Allying meta-structures with diverse optical waveguides for integrated photonics and more

Comprised of judiciously engineered microscopic photonic structures with subwavelength features, the concepts of metasurface and metamaterials have proven fruitful results in the realm of meta-optics. Previous research attentions are mainly devoted to applying meta-structures to tailor light in free space and develop relevant devices and applications. However, recent research is revealing the prominent potential of leveraging subwavelength meta-structured waveguides to enable exotic waveguiding phenomena and design novel waveguide-based devices.

For instance, photonic integrated circuits are emerging as a promising candidate to revolutionize conventional integrated electronic circuits for their exceptional advantages such as broad bandwidth, high operation speed, and low power consumption. Nevertheless, as the most fundamental building block of integrated photonics, conventional optical waveguides still encounter challenges in terms of bulk footprint, compromised light-matter interaction efficiency, and restrained available functionalities. Fortunately, the concept of meta-waveguides can be adopted here to open a new avenue towards powerful manipulation of guided light in subwavelength scale, infusing new degrees of freedom into waveguide landscapes to dramatically boost device performance and enable novel functionalities.

In a new paper published on the journal of Light: Science & Applications, a team of scientists from China, United States and Italy has presented a comprehensive review article offering a panorama on the optics of meta-waveguides. The latest advances on various subwavelength meta-structured waveguides are systematically catalogued, encompassing a broad class of photonic devices and systems that ally metamaterials and metasurfaces with diverse optical waveguides (dielectric/plasmonic/optical fibers). Brief physical fundamentals with explicit design methods (including both forward and inverse design tutorials) and representative applications for meta-waveguides are comprehensively summarized. The authors highlight how incorporating the concepts of meta-optics with waveguide technologies can propel photonic integrated circuits into new heights, by providing versatile efficient coupling interfaces, novel on-chip optical signal processing paradigms and diverse platforms for sensing, imaging and artificial intelligence.

The paper introduces the zoology of meta-waveguide family. A plethora of applications are prototyped on this flexible playground, including, for instance, metasurface-patterned dielectric waveguides, forward designed metamaterial waveguides, metasurface- or metamaterial-hybrid optical fibers, meta-structures- assisted plasmonic waveguides, and inverse designed metamaterial waveguides, to name a few.

The researched also illustrates that meta-waveguides can be classified via either design methods or underpinning waveguide platforms.

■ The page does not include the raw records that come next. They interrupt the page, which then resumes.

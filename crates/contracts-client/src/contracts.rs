use async_trait::async_trait;
use contracts_proto::domain::sort_contracts;
use contracts_proto::wire::contracts::{
    Contract as WireContract, CreateRequest, DeleteRequest, Empty, GetCertificatesRequest,
    GetCertificatesResponse, GetRequest, ListRequest, ListResponse,
};
use contracts_proto::{Contract, CreateContract};
use tonic::codec::ProstCodec;
use tonic::codegen::http::uri::PathAndQuery;
use tonic::transport::Channel;

use crate::{ContractsApi, RpcError, lazy_channel};

const LIST_PATH: &str = "/wirepact.contracts.ContractsService/List";
const GET_PATH: &str = "/wirepact.contracts.ContractsService/Get";
const CREATE_PATH: &str = "/wirepact.contracts.ContractsService/Create";
const DELETE_PATH: &str = "/wirepact.contracts.ContractsService/Delete";
const GET_CERTIFICATES_PATH: &str = "/wirepact.contracts.ContractsService/GetCertificates";

/// Client for `wirepact.contracts.ContractsService`.
///
/// Cloning is cheap; clones share the underlying channel.
#[derive(Debug, Clone)]
pub struct ContractsClient {
    address: String,
    inner: tonic::client::Grpc<Channel>,
}

impl ContractsClient {
    pub fn connect(address: &str) -> Result<Self, RpcError> {
        let (address, channel) = lazy_channel(address)?;
        Ok(Self {
            address,
            inner: tonic::client::Grpc::new(channel),
        })
    }

    pub fn address(&self) -> &str {
        &self.address
    }

    async fn unary<Req, Res>(&self, path: &'static str, request: Req) -> Result<Res, RpcError>
    where
        Req: prost::Message + Send + Sync + 'static,
        Res: prost::Message + Default + Send + Sync + 'static,
    {
        let mut client = self.inner.clone();
        client.ready().await.map_err(|error| RpcError::Transport {
            message: format!("channel not ready: {error}"),
        })?;

        let response = client
            .unary(
                tonic::Request::new(request),
                PathAndQuery::from_static(path),
                ProstCodec::default(),
            )
            .await
            .inspect_err(|status| {
                tracing::warn!(
                    rpc = path,
                    code = ?status.code(),
                    message = status.message(),
                    "contracts rpc failed"
                );
            })?;
        Ok(response.into_inner())
    }
}

#[async_trait]
impl ContractsApi for ContractsClient {
    async fn list(&self) -> Result<Vec<Contract>, RpcError> {
        tracing::info!(address = %self.address, "listing contracts");
        let response: ListResponse = self.unary(LIST_PATH, ListRequest {}).await?;
        let mut contracts = response
            .contracts
            .into_iter()
            .map(Contract::try_from)
            .collect::<Result<Vec<_>, _>>()?;
        sort_contracts(&mut contracts);
        Ok(contracts)
    }

    async fn get(&self, id: &str) -> Result<Contract, RpcError> {
        tracing::info!(address = %self.address, contract_id = id, "fetching contract");
        let response: WireContract = self
            .unary(GET_PATH, GetRequest { id: id.to_string() })
            .await?;
        Ok(Contract::try_from(response)?)
    }

    async fn create(&self, request: CreateContract) -> Result<Contract, RpcError> {
        tracing::info!(
            address = %self.address,
            participants = request.participants.len(),
            "creating contract"
        );
        let response: WireContract = self
            .unary(CREATE_PATH, CreateRequest::from(request))
            .await?;
        Ok(Contract::try_from(response)?)
    }

    async fn delete(&self, id: &str) -> Result<(), RpcError> {
        tracing::info!(address = %self.address, contract_id = id, "deleting contract");
        let _: Empty = self
            .unary(DELETE_PATH, DeleteRequest { id: id.to_string() })
            .await?;
        Ok(())
    }

    async fn get_certificates(&self, public_key: &[u8]) -> Result<Vec<Vec<u8>>, RpcError> {
        let response: GetCertificatesResponse = self
            .unary(
                GET_CERTIFICATES_PATH,
                GetCertificatesRequest {
                    public_key: public_key.to_vec(),
                },
            )
            .await?;
        Ok(response.certificates)
    }
}

#[cfg(test)]
mod tests {
    use super::*;

    #[test]
    fn rpc_paths_follow_service_definition() {
        for path in [
            LIST_PATH,
            GET_PATH,
            CREATE_PATH,
            DELETE_PATH,
            GET_CERTIFICATES_PATH,
        ] {
            assert!(path.starts_with("/wirepact.contracts.ContractsService/"));
            assert_eq!(PathAndQuery::from_static(path).path(), path);
        }
    }

    #[tokio::test]
    async fn unreachable_backend_surfaces_transport_or_status_error() -> anyhow::Result<()> {
        let client = ContractsClient::connect("127.0.0.1:1")?;
        let error = client.list().await.expect_err("nothing listens on port 1");
        assert!(matches!(
            error,
            RpcError::Transport { .. } | RpcError::Status { .. }
        ));
        Ok(())
    }
}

"On the one hand, meta-waveguides can be conceived by physical intuition-based approaches (namely forward design henceforth) by leveraging the toolbox of metasurfaces and metamaterials with waveguide optics," the researchers note.

"On the other hand, we can also use inverse design, which relies on computer optimizations ... to develop free-formed analog (curvilinear boundaries) or digital (with relatively regular boundaries) metamaterial waveguides," they add.

Photonic structures with subwavelength devised details are canonical to meta-waveguides. Taking two-dimensional periodic silicon segments as an instance, the meta-waveguides should be modeled as a designer effective medium, which is different from the photonic bandgap theory found in photonic crystals or scalar diffraction theory used in non-subwavelength gratings.

"Despite the concept of meta-waveguides is still in its infancy, exciting progress [is emerging] with bright perspectives and profound potential applications. As conceptually illustrated [...] the advancement of meta-waveguides can not only extend meta-optics to the realm of guided electromagnetic waves and waveguide technology, but also promise to reshape the landscapes of photonic integrated circuits and massive emergent applications," the scientists envisaged.

Meta-waveguides may further venture photonic integrated circuits and many relevant applications in biomedical sensing, imaging, and detection into new territories. Massive novel emerging device functions still await exploration in this vibrant field.